Хризостом попросил у Лита копию приказа из Берлина, и тот неохотно ее дал. Новость моментально распространилась по острову, вызвав облегчение и эйфорию. Но митрополит все равно через священников передал укрывавшимся в горах евреям, чтобы те не выдавали своего местонахождения.
Судьба евреев на других Ионических островах была куда печальней — большинство были вывезены и отправлены в концентрационные лагеря при посредничестве греческих властей. Так, на острове Керкире из двух тысяч евреев к концу войны в живых остались 60 человек. И только еврейская община Закинфа не пострадала — все 275 человек остались на острове и выжили.
Нацисты покинули остров в сентябре 1944 года. Капитан Альфред Лит был смещен незадолго до прихода на остров британцев и, по слухам, расстрелян.

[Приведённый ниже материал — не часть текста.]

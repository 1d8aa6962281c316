use async_recursion::async_recursion;

use crate::engine::Task;
use crate::progress::ProgressTracker;
use crate::store::{PathEntry, Store};

/// What the walk produced besides the tasks themselves.
#[derive(Debug, Default)]
pub struct WalkOutcome {
    /// Number of files sent to the queue.
    pub discovered: usize,
    /// Directories below the root in post-order (children before parents). Only collected when
    /// requested.
    pub directories: Vec<std::path::PathBuf>,
    /// Subtrees that could not be listed or whose destination could not be created.
    pub skipped_subtrees: usize,
    pub cancelled: bool,
}

/// Depth-first producer of file tasks.
///
/// Directories are created at the destination before their content is enqueued, so a worker
/// never writes into a missing directory. The queue is bounded: sending blocks while the workers
/// are busy, which keeps memory flat for arbitrarily large trees.
pub struct Walker {
    source: std::sync::Arc<dyn Store>,
    /// Absent for removal.
    destination: Option<std::sync::Arc<dyn Store>>,
    progress: std::sync::Arc<ProgressTracker>,
    tasks: async_channel::Sender<Task>,
    cancel: tokio_util::sync::CancellationToken,
    collect_directories: bool,
}

impl Walker {
    pub fn new(
        source: std::sync::Arc<dyn Store>,
        destination: Option<std::sync::Arc<dyn Store>>,
        progress: std::sync::Arc<ProgressTracker>,
        tasks: async_channel::Sender<Task>,
        cancel: tokio_util::sync::CancellationToken,
    ) -> Self {
        Self {
            source,
            destination,
            progress,
            tasks,
            cancel,
            collect_directories: false,
        }
    }

    #[must_use]
    pub fn collect_directories(mut self, collect: bool) -> Self {
        self.collect_directories = collect;
        self
    }

    /// Walks `source` (an existing directory) whose content maps onto `destination`. The queue is
    /// closed when the walker is dropped, not when this returns.
    pub async fn run(
        &self,
        source: &std::path::Path,
        destination: Option<&std::path::Path>,
    ) -> WalkOutcome {
        let mut outcome = WalkOutcome::default();
        walk_dir(self, &mut outcome, source, destination).await;
        tracing::debug!(
            "walk of {:?} done: {} files, {} directories, {} skipped subtrees, cancelled: {}",
            source,
            outcome.discovered,
            outcome.directories.len(),
            outcome.skipped_subtrees,
            outcome.cancelled
        );
        outcome
    }

    /// Returns false if the walk must stop.
    async fn enqueue(&self, task: Task) -> bool {
        tokio::select! {
            biased;
            () = self.cancel.cancelled() => false,
            sent = self.tasks.send(task) => match sent {
                Ok(()) => true,
                Err(_) => {
                    tracing::debug!("task queue closed, stopping walk");
                    false
                }
            },
        }
    }
}

#[async_recursion]
async fn walk_dir(
    walker: &Walker,
    outcome: &mut WalkOutcome,
    source: &std::path::Path,
    destination: Option<&std::path::Path>,
) {
    if walker.cancel.is_cancelled() {
        outcome.cancelled = true;
        return;
    }
    let listing = match walker.source.read_dir(source).await {
        Ok(listing) => listing,
        Err(error) => {
            tracing::warn!("cannot list {:?}, skipping: {}", source, error);
            outcome.skipped_subtrees += 1;
            return;
        }
    };
    let unit = walker.progress.unit();
    walker.progress.grow(
        listing
            .iter()
            .filter(|entry| !entry.is_dir())
            .map(|entry| Task::metric_of(entry, unit))
            .sum(),
    );
    for entry in listing {
        if walker.cancel.is_cancelled() {
            outcome.cancelled = true;
            return;
        }
        let Some(name) = entry.name() else {
            continue;
        };
        let target = destination.map(|dir| dir.join(name));
        if entry.is_dir() {
            let created = match (&walker.destination, &target) {
                (Some(store), Some(target)) => store.mkdir(target, entry.mode()).await,
                _ => Ok(()),
            };
            if let Err(error) = created {
                tracing::error!("cannot create directory {:?}, skipping: {}", target, error);
                outcome.skipped_subtrees += 1;
                continue;
            }
            walk_dir(walker, outcome, &entry.path, target.as_deref()).await;
            if outcome.cancelled {
                return;
            }
            if walker.collect_directories {
                outcome.directories.push(entry.path);
            }
        } else {
            let task = Task {
                source: entry,
                destination: target.map(PathEntry::new),
            };
            if !walker.enqueue(task).await {
                outcome.cancelled = true;
                return;
            }
            outcome.discovered += 1;
        }
    }
}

P.S. Землетрясение 1953 года не пощадило Ионические острова: дома на Закинфе и Кефалонии превратились в руины, уцелела только церковь Святого Дионисия. Большинство жителей острова успели покинуть жилища и спастись, но количество раненых превысило сотни. Первый иностранный корабль с помощью и медикаментами, который подплыл к Закинфу, был из Израиля. После того, как корабль причалил, капитан зачитал обращение к жителям острова: «Евреи не забыли митрополита и мэра Закинфа и то, что они для них сделали».
В 1978 году мэр Лукас Каррер и митрополит Закинфский Хризостом (посмертно) были признаны национальным израильским мемориалом Холокоста Яд ва-Шем «Праведниками мира».